■ **WHAT TO DO**
Run through the records and, wherever a line holds the word "first", return that line.

Data extracted from a collection
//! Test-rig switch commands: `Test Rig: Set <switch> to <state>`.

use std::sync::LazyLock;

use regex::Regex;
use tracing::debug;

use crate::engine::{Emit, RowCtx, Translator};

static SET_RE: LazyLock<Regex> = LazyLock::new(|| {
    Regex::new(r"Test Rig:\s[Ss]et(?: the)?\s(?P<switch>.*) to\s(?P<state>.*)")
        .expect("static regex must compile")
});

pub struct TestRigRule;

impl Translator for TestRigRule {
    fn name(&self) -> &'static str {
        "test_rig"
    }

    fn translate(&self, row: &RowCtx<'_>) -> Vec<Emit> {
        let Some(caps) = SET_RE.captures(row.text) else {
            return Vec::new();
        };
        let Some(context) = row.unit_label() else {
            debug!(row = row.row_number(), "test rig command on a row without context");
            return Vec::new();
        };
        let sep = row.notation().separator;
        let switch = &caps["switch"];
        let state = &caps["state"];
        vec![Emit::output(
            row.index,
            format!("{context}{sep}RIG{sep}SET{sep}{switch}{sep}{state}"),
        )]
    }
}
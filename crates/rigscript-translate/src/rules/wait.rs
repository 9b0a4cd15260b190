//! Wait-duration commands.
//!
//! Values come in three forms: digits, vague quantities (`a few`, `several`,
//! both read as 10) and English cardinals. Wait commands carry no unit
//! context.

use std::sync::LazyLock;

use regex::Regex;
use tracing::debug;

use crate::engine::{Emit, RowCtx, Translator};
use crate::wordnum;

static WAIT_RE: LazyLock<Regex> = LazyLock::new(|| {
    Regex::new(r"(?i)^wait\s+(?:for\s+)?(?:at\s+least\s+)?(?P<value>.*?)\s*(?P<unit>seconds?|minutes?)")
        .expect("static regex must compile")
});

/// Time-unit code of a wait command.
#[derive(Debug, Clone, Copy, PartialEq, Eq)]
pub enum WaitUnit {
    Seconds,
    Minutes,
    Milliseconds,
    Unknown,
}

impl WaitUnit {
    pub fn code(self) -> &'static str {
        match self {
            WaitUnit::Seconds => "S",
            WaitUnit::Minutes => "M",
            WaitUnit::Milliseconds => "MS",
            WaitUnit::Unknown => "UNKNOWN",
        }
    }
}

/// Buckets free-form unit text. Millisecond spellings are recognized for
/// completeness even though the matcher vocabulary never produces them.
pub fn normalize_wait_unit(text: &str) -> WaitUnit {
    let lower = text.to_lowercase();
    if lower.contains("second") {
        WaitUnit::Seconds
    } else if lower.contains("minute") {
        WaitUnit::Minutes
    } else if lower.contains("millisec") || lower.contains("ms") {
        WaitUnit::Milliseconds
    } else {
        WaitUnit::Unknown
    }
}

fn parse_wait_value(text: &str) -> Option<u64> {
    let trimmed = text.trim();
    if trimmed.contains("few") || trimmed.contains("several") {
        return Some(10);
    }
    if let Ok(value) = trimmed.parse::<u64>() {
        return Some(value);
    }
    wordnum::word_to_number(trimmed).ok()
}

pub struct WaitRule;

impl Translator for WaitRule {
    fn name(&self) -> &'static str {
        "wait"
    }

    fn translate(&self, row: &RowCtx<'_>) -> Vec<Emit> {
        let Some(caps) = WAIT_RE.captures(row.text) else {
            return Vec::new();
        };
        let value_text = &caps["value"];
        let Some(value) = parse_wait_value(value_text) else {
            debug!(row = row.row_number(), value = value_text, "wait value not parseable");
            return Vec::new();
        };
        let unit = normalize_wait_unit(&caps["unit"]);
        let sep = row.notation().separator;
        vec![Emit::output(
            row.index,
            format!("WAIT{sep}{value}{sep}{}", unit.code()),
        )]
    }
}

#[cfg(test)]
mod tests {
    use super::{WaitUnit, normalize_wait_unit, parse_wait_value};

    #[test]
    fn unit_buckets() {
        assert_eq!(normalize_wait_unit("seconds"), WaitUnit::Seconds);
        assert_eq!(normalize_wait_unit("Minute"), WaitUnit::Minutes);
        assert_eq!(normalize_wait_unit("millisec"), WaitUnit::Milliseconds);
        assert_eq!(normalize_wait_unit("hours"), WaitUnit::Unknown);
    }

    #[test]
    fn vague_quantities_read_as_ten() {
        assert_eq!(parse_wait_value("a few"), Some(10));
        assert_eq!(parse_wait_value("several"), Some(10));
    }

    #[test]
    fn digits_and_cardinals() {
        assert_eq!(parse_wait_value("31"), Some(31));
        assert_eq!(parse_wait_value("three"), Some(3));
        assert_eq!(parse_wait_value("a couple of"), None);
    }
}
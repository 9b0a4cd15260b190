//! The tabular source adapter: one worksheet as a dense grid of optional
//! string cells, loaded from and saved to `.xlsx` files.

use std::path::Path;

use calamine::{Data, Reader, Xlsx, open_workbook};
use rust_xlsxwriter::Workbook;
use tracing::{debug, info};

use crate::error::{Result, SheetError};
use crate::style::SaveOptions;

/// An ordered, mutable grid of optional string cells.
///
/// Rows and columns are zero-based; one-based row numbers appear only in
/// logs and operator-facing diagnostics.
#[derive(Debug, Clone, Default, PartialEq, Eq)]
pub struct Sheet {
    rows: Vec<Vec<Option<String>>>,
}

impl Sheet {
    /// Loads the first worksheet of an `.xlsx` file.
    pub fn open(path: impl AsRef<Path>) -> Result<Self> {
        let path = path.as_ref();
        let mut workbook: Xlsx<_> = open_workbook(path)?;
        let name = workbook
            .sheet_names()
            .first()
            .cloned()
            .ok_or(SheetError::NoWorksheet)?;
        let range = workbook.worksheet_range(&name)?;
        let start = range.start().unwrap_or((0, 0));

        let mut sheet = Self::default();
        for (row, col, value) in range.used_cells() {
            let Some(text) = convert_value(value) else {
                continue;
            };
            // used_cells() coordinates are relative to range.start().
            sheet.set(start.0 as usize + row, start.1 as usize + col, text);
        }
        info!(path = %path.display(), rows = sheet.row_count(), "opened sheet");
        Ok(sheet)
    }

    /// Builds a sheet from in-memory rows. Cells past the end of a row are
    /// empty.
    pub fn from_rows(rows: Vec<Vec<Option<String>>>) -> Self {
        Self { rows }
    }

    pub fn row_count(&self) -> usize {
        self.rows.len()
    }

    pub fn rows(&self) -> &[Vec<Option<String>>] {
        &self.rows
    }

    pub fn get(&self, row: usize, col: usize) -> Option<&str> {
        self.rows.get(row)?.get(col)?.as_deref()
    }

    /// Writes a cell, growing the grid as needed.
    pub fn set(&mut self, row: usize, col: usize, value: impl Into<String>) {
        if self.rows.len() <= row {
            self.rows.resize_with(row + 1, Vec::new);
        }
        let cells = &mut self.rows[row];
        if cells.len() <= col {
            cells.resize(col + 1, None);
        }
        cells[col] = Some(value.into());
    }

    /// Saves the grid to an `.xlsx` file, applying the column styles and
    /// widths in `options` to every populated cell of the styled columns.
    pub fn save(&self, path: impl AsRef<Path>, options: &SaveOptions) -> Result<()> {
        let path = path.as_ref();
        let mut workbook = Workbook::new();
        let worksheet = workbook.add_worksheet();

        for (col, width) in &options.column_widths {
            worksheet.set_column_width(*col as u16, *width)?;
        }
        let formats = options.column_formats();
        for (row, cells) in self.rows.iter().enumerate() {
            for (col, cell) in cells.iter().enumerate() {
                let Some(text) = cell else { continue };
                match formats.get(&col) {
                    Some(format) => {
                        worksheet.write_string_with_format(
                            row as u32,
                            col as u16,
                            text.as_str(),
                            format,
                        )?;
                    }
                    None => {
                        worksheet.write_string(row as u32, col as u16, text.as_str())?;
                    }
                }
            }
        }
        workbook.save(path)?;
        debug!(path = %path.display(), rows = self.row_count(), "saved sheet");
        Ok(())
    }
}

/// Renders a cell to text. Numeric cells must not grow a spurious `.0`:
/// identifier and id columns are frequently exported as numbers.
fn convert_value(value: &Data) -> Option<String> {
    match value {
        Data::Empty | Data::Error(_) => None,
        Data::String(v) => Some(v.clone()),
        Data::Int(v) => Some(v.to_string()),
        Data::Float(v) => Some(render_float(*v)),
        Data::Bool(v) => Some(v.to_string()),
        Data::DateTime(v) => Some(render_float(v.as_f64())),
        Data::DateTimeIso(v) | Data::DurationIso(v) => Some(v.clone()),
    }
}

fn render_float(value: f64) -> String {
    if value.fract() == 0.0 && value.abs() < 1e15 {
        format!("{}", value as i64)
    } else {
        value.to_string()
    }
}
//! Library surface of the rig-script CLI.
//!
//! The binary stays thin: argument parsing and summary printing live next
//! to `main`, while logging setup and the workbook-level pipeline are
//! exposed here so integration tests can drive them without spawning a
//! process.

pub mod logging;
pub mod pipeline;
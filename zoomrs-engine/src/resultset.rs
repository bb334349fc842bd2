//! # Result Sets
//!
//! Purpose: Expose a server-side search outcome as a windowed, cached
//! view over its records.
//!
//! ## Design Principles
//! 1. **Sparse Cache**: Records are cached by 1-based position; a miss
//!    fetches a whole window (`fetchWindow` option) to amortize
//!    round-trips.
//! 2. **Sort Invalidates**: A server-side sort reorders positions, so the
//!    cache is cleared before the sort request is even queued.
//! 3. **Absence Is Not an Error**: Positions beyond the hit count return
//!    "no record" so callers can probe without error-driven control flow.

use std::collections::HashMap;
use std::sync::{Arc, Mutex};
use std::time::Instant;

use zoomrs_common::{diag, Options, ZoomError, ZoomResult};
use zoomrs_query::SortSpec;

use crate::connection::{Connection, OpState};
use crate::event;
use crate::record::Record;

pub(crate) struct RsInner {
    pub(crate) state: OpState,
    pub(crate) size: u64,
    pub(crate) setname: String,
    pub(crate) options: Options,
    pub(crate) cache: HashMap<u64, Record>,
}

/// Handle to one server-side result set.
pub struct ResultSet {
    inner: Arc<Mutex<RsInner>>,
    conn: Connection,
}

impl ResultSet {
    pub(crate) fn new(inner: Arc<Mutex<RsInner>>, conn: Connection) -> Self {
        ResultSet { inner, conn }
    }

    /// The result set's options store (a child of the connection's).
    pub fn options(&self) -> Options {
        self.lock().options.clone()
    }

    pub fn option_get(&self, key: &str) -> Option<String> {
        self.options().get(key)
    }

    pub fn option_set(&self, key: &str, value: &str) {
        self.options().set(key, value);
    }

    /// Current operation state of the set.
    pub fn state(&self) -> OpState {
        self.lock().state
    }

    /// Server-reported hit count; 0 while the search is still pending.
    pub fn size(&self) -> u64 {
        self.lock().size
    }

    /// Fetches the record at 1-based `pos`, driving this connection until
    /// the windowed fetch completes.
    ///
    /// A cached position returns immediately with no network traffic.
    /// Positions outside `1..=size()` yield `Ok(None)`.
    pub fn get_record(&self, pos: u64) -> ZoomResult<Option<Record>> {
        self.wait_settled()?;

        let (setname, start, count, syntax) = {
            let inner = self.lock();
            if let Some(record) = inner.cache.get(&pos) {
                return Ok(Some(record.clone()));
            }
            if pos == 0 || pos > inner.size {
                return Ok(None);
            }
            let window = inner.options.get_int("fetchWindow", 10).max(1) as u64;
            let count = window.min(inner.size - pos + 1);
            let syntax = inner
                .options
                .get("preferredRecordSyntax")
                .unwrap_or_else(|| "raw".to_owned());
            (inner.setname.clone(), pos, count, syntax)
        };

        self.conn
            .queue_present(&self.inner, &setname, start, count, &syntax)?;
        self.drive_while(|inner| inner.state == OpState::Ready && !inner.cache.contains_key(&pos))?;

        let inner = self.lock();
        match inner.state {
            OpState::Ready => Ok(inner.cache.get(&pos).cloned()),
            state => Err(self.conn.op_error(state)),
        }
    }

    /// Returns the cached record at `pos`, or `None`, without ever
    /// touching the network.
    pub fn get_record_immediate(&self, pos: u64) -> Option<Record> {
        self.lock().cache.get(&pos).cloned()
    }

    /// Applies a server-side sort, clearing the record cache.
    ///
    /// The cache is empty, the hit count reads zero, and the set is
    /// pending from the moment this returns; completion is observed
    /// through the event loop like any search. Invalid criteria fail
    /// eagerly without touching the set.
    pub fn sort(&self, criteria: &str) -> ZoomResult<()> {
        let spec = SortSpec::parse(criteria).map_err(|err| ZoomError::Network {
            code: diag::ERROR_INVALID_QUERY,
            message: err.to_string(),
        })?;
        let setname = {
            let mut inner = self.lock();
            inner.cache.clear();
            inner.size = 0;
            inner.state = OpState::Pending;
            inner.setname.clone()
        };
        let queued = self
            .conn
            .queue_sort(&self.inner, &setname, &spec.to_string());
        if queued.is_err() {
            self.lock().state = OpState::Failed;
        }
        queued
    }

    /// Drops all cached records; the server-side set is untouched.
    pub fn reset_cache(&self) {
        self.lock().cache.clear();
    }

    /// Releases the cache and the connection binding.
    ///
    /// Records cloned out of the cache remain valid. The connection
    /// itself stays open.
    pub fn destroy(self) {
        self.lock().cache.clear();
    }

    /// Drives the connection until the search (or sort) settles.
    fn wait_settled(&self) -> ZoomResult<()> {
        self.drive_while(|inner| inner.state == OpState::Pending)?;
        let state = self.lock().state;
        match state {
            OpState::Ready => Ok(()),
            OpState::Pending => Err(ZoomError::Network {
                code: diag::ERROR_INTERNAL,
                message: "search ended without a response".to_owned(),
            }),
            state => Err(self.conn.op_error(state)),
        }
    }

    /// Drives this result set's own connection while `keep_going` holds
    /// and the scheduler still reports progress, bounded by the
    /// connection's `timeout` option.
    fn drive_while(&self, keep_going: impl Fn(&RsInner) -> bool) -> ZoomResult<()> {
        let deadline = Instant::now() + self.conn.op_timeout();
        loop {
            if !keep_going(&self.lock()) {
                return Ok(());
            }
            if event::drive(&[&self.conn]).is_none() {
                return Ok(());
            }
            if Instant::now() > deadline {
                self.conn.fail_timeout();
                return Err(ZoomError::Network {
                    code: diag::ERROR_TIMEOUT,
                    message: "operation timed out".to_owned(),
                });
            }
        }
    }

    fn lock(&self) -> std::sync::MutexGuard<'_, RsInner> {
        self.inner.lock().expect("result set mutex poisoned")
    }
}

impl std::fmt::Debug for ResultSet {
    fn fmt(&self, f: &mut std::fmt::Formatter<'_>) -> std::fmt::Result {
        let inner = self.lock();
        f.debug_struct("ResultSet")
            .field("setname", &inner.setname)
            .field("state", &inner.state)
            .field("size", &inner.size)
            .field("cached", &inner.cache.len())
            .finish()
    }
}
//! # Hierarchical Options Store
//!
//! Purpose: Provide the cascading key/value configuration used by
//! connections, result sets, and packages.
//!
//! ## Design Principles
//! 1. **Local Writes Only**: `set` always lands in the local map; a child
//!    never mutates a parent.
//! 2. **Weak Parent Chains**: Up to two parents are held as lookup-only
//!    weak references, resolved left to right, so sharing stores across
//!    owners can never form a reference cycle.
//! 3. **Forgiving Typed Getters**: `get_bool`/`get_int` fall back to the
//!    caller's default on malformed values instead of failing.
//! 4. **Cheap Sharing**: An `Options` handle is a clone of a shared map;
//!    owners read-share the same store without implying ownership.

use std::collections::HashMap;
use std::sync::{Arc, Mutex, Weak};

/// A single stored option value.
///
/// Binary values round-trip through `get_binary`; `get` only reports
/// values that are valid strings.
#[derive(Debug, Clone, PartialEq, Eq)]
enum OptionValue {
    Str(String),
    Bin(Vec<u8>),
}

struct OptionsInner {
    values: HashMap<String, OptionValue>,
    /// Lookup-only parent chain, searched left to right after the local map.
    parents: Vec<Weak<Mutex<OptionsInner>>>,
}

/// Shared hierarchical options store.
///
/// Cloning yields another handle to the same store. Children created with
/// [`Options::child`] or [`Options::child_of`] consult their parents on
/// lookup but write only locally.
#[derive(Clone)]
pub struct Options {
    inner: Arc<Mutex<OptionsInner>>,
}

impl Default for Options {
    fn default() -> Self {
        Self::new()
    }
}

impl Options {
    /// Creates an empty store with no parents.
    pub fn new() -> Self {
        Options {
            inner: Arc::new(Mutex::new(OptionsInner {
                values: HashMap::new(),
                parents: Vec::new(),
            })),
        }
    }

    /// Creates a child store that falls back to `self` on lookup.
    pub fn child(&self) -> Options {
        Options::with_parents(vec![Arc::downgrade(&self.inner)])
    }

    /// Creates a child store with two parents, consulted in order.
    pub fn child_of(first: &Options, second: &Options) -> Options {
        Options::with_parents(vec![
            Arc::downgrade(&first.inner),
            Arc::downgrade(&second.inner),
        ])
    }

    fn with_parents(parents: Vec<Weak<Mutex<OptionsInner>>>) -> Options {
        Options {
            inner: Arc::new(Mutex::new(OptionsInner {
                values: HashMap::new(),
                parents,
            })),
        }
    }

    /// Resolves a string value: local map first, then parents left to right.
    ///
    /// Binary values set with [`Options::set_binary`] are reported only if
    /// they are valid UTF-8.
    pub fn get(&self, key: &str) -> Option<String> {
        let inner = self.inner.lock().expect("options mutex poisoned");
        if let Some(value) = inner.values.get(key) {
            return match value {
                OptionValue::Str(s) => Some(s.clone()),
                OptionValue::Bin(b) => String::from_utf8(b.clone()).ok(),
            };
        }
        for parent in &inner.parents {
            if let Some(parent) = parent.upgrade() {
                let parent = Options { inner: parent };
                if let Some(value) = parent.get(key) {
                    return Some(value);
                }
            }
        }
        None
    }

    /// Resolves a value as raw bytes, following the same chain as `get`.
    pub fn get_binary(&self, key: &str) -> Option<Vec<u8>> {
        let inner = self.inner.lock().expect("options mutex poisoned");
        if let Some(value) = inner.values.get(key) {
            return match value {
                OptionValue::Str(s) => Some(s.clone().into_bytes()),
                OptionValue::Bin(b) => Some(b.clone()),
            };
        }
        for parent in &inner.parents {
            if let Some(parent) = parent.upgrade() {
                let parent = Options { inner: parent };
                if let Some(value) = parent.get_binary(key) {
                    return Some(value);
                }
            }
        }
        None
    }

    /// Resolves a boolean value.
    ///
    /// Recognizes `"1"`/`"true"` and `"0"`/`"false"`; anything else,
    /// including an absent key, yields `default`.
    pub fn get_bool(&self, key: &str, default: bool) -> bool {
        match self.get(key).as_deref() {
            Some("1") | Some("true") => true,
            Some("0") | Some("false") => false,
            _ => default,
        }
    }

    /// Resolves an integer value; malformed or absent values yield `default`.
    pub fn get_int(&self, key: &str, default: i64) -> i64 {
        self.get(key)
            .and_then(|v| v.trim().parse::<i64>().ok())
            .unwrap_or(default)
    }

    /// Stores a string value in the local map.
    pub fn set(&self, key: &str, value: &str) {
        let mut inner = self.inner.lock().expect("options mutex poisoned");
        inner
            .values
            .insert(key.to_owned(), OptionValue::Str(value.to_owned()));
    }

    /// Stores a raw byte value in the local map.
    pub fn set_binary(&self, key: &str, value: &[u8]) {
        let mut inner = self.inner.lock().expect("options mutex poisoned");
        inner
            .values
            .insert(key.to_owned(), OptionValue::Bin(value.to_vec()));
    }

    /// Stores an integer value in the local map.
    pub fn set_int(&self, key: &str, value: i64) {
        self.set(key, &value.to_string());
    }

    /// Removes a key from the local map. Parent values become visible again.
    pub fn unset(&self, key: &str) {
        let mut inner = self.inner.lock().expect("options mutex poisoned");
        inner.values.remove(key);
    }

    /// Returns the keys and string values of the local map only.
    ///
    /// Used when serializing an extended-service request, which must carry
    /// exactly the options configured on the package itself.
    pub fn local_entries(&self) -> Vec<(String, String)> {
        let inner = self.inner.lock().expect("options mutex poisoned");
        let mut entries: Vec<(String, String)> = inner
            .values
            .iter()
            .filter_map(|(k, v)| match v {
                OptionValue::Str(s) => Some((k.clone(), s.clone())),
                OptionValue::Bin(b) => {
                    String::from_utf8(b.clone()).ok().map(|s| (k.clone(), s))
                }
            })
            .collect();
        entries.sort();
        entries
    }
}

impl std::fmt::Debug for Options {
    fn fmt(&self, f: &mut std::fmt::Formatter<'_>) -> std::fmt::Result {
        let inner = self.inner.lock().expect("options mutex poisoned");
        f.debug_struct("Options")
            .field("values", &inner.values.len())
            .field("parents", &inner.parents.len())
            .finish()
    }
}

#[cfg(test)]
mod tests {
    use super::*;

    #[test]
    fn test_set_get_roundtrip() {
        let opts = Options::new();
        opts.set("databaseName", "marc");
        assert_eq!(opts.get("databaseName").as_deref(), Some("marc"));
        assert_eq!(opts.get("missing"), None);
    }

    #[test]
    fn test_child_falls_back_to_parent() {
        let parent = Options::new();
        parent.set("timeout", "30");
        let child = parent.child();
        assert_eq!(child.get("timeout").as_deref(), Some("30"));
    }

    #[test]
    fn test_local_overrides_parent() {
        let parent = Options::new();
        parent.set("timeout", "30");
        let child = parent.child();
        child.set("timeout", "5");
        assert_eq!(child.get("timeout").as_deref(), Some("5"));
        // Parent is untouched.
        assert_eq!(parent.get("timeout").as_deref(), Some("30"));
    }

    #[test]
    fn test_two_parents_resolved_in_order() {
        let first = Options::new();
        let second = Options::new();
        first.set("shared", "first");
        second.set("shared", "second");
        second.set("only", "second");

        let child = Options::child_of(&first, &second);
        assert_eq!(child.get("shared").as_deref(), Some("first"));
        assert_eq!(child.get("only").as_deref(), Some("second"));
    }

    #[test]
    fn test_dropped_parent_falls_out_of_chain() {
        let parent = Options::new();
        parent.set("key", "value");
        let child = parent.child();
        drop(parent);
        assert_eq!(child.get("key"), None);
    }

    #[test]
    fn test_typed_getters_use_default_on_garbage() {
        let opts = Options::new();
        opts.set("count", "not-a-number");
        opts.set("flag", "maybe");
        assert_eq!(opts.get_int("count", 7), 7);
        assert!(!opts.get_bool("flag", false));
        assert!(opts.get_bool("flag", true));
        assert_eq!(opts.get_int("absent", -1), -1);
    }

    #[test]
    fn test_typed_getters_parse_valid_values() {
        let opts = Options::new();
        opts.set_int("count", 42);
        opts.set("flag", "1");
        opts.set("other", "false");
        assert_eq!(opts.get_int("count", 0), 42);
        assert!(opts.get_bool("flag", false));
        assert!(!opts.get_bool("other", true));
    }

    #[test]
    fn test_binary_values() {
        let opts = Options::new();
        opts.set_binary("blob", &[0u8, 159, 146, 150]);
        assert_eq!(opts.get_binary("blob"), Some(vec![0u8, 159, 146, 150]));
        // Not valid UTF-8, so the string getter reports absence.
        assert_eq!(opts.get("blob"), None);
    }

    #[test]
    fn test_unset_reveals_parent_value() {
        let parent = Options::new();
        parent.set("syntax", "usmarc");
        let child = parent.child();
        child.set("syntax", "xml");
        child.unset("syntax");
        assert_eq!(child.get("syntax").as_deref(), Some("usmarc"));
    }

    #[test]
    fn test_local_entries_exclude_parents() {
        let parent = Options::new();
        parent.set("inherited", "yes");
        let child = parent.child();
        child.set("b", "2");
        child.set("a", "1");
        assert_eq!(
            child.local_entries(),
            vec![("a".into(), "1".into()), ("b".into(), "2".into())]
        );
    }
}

■ **EXERCISE RESPONSE**
    /// Loads the first worksheet of an `.xlsx` file.
            .first()
    pub fn child_of(first: &Options, second: &Options) -> Options {
            Arc::downgrade(&first.inner),
    /// Resolves a string value: local map first, then parents left to right.
        let first = Options::new();
        first.set("shared", "first");
        let child = Options::child_of(&first, &second);
        assert_eq!(child.get("shared").as_deref(), Some("first"));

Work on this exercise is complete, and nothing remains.